START GIVEN INFORMATION

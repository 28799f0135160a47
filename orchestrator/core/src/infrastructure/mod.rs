// Copyright (c) 2026 100monkeys.ai
// SPDX-License-Identifier: AGPL-3.0

pub mod message_bus;
pub mod registry;
// Copyright (c) 2026 100monkeys.ai
// SPDX-License-Identifier: AGPL-3.0

//! Logging and metrics exporter installation.

use std::net::{Ipv4Addr, SocketAddr};

use anyhow::{Context, Result};
use metrics_exporter_prometheus::PrometheusBuilder;
use tracing::info;
use tracing_subscriber::EnvFilter;

/// Install the global tracing subscriber. `RUST_LOG` wins over `level`.
pub fn init_logging(level: &str, format: &str) -> Result<()> {
    let filter = EnvFilter::try_from_default_env()
        .or_else(|_| EnvFilter::try_new(level))
        .context("Failed to create log filter")?;

    let builder = tracing_subscriber::fmt()
        .with_env_filter(filter)
        .with_target(false)
        .with_thread_ids(false)
        .with_file(false)
        .with_line_number(false);

    match format {
        "json" => builder.json().init(),
        "compact" => builder.compact().init(),
        other => anyhow::bail!("Unknown log format '{}' (expected compact or json)", other),
    }

    Ok(())
}

/// Serve the Prometheus scrape endpoint on `0.0.0.0:port`.
pub fn init_metrics(port: u16) -> Result<()> {
    let addr = SocketAddr::from((Ipv4Addr::UNSPECIFIED, port));
    PrometheusBuilder::new()
        .with_http_listener(addr)
        .install()
        .context("Failed to install Prometheus exporter")?;
    info!(%addr, "Prometheus metrics exporter listening");
    Ok(())
}
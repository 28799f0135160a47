// Copyright (c) 2026 100monkeys.ai
// SPDX-License-Identifier: AGPL-3.0

//! Incidents opened by the analyzer when a service's error rate crosses the
//! detection threshold, and their status lifecycle.
//!
//! Status moves between open, investigating and resolved in any direction,
//! so a resolved incident can regress to open. `closed` is terminal. Every
//! change is appended to the incident timeline.

use std::fmt;

use chrono::{DateTime, Utc};
use serde::{Deserialize, Serialize};
use serde_json::json;
use thiserror::Error;

use nexus_core::{into_payload, Payload};

use crate::domain::hypothesis::RootCauseAnalysis;

#[derive(Debug, Clone, Copy, Default, PartialEq, Eq, PartialOrd, Ord, Hash, Serialize, Deserialize)]
#[serde(rename_all = "lowercase")]
pub enum Severity {
    #[default]
    Low,
    Medium,
    High,
    Critical,
}

impl Severity {
    /// Bucket a service error rate: ≥ 0.5 critical, ≥ 0.3 high, ≥ 0.15
    /// medium, otherwise low.
    pub fn from_error_rate(rate: f64) -> Self {
        if rate >= 0.5 {
            Severity::Critical
        } else if rate >= 0.3 {
            Severity::High
        } else if rate >= 0.15 {
            Severity::Medium
        } else {
            Severity::Low
        }
    }

    pub fn as_str(&self) -> &'static str {
        match self {
            Severity::Low => "low",
            Severity::Medium => "medium",
            Severity::High => "high",
            Severity::Critical => "critical",
        }
    }
}

impl fmt::Display for Severity {
    fn fmt(&self, f: &mut fmt::Formatter<'_>) -> fmt::Result {
        f.write_str(self.as_str())
    }
}

#[derive(Debug, Clone, Copy, Default, PartialEq, Eq, Serialize, Deserialize)]
#[serde(rename_all = "lowercase")]
pub enum IncidentStatus {
    #[default]
    Open,
    Investigating,
    Resolved,
    Closed,
}

impl IncidentStatus {
    pub fn as_str(&self) -> &'static str {
        match self {
            IncidentStatus::Open => "open",
            IncidentStatus::Investigating => "investigating",
            IncidentStatus::Resolved => "resolved",
            IncidentStatus::Closed => "closed",
        }
    }

    /// Open and investigating incidents still need attention.
    pub fn is_active(&self) -> bool {
        matches!(self, IncidentStatus::Open | IncidentStatus::Investigating)
    }

    fn can_become(&self, next: IncidentStatus) -> bool {
        *self != next && *self != IncidentStatus::Closed
    }
}

impl fmt::Display for IncidentStatus {
    fn fmt(&self, f: &mut fmt::Formatter<'_>) -> fmt::Result {
        f.write_str(self.as_str())
    }
}

#[derive(Debug, Clone, PartialEq, Eq, Error)]
pub enum IncidentError {
    #[error("Incident not found: {0}")]
    NotFound(String),

    #[error("Incident {id} cannot move from {from} to {to}")]
    InvalidTransition {
        id: String,
        from: IncidentStatus,
        to: IncidentStatus,
    },
}

#[derive(Debug, Clone, PartialEq, Serialize, Deserialize)]
pub struct TimelineEntry {
    pub timestamp: DateTime<Utc>,
    pub event: String,
    #[serde(default)]
    pub details: String,
}

#[derive(Debug, Clone, PartialEq, Serialize, Deserialize)]
pub struct Evidence {
    #[serde(rename = "type")]
    pub kind: String,
    pub timestamp: DateTime<Utc>,
    #[serde(default)]
    pub data: Payload,
}

/// A detected incident. Every field has a default so partial incidents sent
/// by operators in `remediation_request` payloads still decode.
#[derive(Debug, Clone, Default, PartialEq, Serialize, Deserialize)]
#[serde(default)]
pub struct Incident {
    pub id: String,
    pub title: String,
    pub description: String,
    pub severity: Severity,
    pub status: IncidentStatus,
    pub affected_services: Vec<String>,
    pub detected_at: Option<DateTime<Utc>>,
    #[serde(skip_serializing_if = "Option::is_none")]
    pub updated_at: Option<DateTime<Utc>>,
    #[serde(skip_serializing_if = "Option::is_none")]
    pub resolved_at: Option<DateTime<Utc>>,
    pub error_rate: f64,
    pub confidence: f64,
    pub error_count: usize,
    pub total_logs: usize,
    #[serde(skip_serializing_if = "Option::is_none")]
    pub root_cause: Option<RootCauseAnalysis>,
    pub evidence: Vec<Evidence>,
    pub timeline: Vec<TimelineEntry>,
}

impl Incident {
    /// Incident for `service` whose error rate exceeded `threshold`.
    /// `sequence` keeps ids unique when one service trips twice within the
    /// same second.
    pub fn high_error_rate(
        service: &str,
        error_count: usize,
        total_logs: usize,
        threshold: f64,
        sequence: u64,
        now: DateTime<Utc>,
    ) -> Self {
        let error_rate = if total_logs == 0 {
            0.0
        } else {
            error_count as f64 / total_logs as f64
        };
        let mut incident = Self {
            id: format!("inc-{}-{}-{}", now.format("%Y%m%d%H%M%S"), service, sequence),
            title: format!("High Error Rate in {}", service),
            description: format!(
                "Error rate of {:.1}% detected in {} (threshold: {:.1}%)",
                error_rate * 100.0,
                service,
                threshold * 100.0
            ),
            severity: Severity::from_error_rate(error_rate),
            status: IncidentStatus::Open,
            affected_services: vec![service.to_string()],
            detected_at: Some(now),
            updated_at: Some(now),
            resolved_at: None,
            error_rate,
            confidence: (error_rate * 2.0).min(0.9),
            error_count,
            total_logs,
            root_cause: None,
            evidence: Vec::new(),
            timeline: Vec::new(),
        };
        incident.add_evidence(
            "error_rate",
            into_payload(json!({
                "service": service,
                "error_count": error_count,
                "total_logs": total_logs,
                "error_rate": error_rate,
                "threshold": threshold,
            })),
            now,
        );
        incident.add_timeline_entry("Incident detected", incident.description.clone(), now);
        incident
    }

    pub fn add_timeline_entry(&mut self, event: impl Into<String>, details: impl Into<String>, now: DateTime<Utc>) {
        self.timeline.push(TimelineEntry {
            timestamp: now,
            event: event.into(),
            details: details.into(),
        });
        self.updated_at = Some(now);
    }

    pub fn add_evidence(&mut self, kind: impl Into<String>, data: Payload, now: DateTime<Utc>) {
        self.evidence.push(Evidence {
            kind: kind.into(),
            timestamp: now,
            data,
        });
    }

    /// Move to `status`, recording the change and `reason` on the timeline.
    /// Staying in the same status and leaving `closed` are rejected.
    pub fn update_status(
        &mut self,
        status: IncidentStatus,
        reason: &str,
        now: DateTime<Utc>,
    ) -> Result<(), IncidentError> {
        let from = self.status;
        if !from.can_become(status) {
            return Err(IncidentError::InvalidTransition {
                id: self.id.clone(),
                from,
                to: status,
            });
        }

        self.status = status;
        self.resolved_at = match status {
            IncidentStatus::Resolved => Some(now),
            IncidentStatus::Closed => self.resolved_at.or(Some(now)),
            IncidentStatus::Open | IncidentStatus::Investigating => None,
        };
        self.add_timeline_entry(format!("Status changed from {} to {}", from, status), reason, now);
        Ok(())
    }

    pub fn resolve(&mut self, reason: &str, now: DateTime<Utc>) -> Result<(), IncidentError> {
        self.update_status(IncidentStatus::Resolved, reason, now)
    }

    /// Title and description, lowercased, for keyword classification.
    pub fn search_text(&self) -> String {
        format!("{} {}", self.title, self.description).to_lowercase()
    }

    pub fn primary_service(&self) -> &str {
        self.affected_services
            .first()
            .map(String::as_str)
            .unwrap_or("unknown")
    }
}
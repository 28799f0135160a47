// Copyright (c) 2026 100monkeys.ai
// SPDX-License-Identifier: AGPL-3.0

//! Configuration management commands
//!
//! Commands: show, validate, generate

use anyhow::{Context, Result};
use clap::Subcommand;
use colored::Colorize;
use std::path::{Path, PathBuf};

use nexus_core::NexusConfig;

const CONFIG_WITH_EXAMPLES: &str = include_str!("../../templates/config-with-examples.yaml");

#[derive(Subcommand)]
pub enum ConfigCommand {
    /// Show current configuration
    Show {
        /// Show config file paths checked
        #[arg(long)]
        paths: bool,
    },

    /// Validate configuration file
    Validate {
        /// Path to config file (default: discover)
        #[arg(value_name = "FILE")]
        file: Option<PathBuf>,
    },

    /// Generate sample configuration
    Generate {
        /// Output path (default: ./nexus-config.yaml)
        #[arg(short, long, default_value = "./nexus-config.yaml")]
        output: PathBuf,

        /// Include examples and comments
        #[arg(long)]
        examples: bool,
    },
}

pub async fn handle_command(
    command: ConfigCommand,
    config_override: Option<PathBuf>,
) -> Result<()> {
    match command {
        ConfigCommand::Show { paths } => show(config_override, paths).await,
        ConfigCommand::Validate { file } => validate(file.or(config_override)).await,
        ConfigCommand::Generate { output, examples } => generate(&output, examples).await,
    }
}

async fn show(config_override: Option<PathBuf>, show_paths: bool) -> Result<()> {
    if show_paths {
        println!("{}", "Configuration discovery paths:".bold());
        match &config_override {
            Some(path) => println!("  1. --config flag: {}", path.display()),
            None => println!("  1. --config flag: {}", "(not set)".dimmed()),
        }
        for (i, path) in NexusConfig::search_paths().iter().enumerate() {
            let marker = if path.exists() { "found".green() } else { "missing".dimmed() };
            println!("  {}. {} ({})", i + 2, path.display(), marker);
        }
        println!();
    }

    let config = NexusConfig::load_or_default(config_override)
        .context("Failed to load configuration")?;

    println!("{}", "Current configuration:".bold());
    println!();
    print!("{}", render(&config)?);

    Ok(())
}

async fn validate(config_path: Option<PathBuf>) -> Result<()> {
    println!("Validating configuration...");

    let config = NexusConfig::load_or_default(config_path)
        .context("Failed to load configuration")?;

    config
        .validate()
        .context("Configuration validation failed")?;

    println!("{}", "✓ Configuration is valid".green());

    Ok(())
}

async fn generate(output: &Path, with_examples: bool) -> Result<()> {
    write_sample(output, with_examples)?;

    println!(
        "{}",
        format!("✓ Configuration generated: {}", output.display()).green()
    );

    Ok(())
}

fn render(config: &NexusConfig) -> Result<String> {
    serde_yaml::to_string(config).context("Failed to render configuration")
}

fn write_sample(output: &Path, with_examples: bool) -> Result<()> {
    let written = if with_examples {
        std::fs::write(output, CONFIG_WITH_EXAMPLES).map_err(anyhow::Error::from)
    } else {
        NexusConfig::default().to_yaml_file(output)
    };
    written.with_context(|| format!("Failed to write config to {:?}", output))
}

END GIVEN INFORMATION

WORK ITEM
Keep both end lines and retype everything in the records above from the line containing "pub fn add_evidence(&mut" through the line containing "show, validate, generate", exactly, with nothing else.

RESULT FOR THIS EXERCISE
    pub fn add_evidence(&mut self, kind: impl Into<String>, data: Payload, now: DateTime<Utc>) {
        self.evidence.push(Evidence {
            kind: kind.into(),
            timestamp: now,
            data,
        });
    }

    /// Move to `status`, recording the change and `reason` on the timeline.
    /// Staying in the same status and leaving `closed` are rejected.
    pub fn update_status(
        &mut self,
        status: IncidentStatus,
        reason: &str,
        now: DateTime<Utc>,
    ) -> Result<(), IncidentError> {
        let from = self.status;
        if !from.can_become(status) {
            return Err(IncidentError::InvalidTransition {
                id: self.id.clone(),
                from,
                to: status,
            });
        }

        self.status = status;
        self.resolved_at = match status {
            IncidentStatus::Resolved => Some(now),
            IncidentStatus::Closed => self.resolved_at.or(Some(now)),
            IncidentStatus::Open | IncidentStatus::Investigating => None,
        };
        self.add_timeline_entry(format!("Status changed from {} to {}", from, status), reason, now);
        Ok(())
    }

    pub fn resolve(&mut self, reason: &str, now: DateTime<Utc>) -> Result<(), IncidentError> {
        self.update_status(IncidentStatus::Resolved, reason, now)
    }

    /// Title and description, lowercased, for keyword classification.
    pub fn search_text(&self) -> String {
        format!("{} {}", self.title, self.description).to_lowercase()
    }

    pub fn primary_service(&self) -> &str {
        self.affected_services
            .first()
            .map(String::as_str)
            .unwrap_or("unknown")
    }
}
repository 28799f0135160a47
// Copyright (c) 2026 100monkeys.ai
// SPDX-License-Identifier: AGPL-3.0

//! Configuration management commands
//!
//! Commands: show, validate, generate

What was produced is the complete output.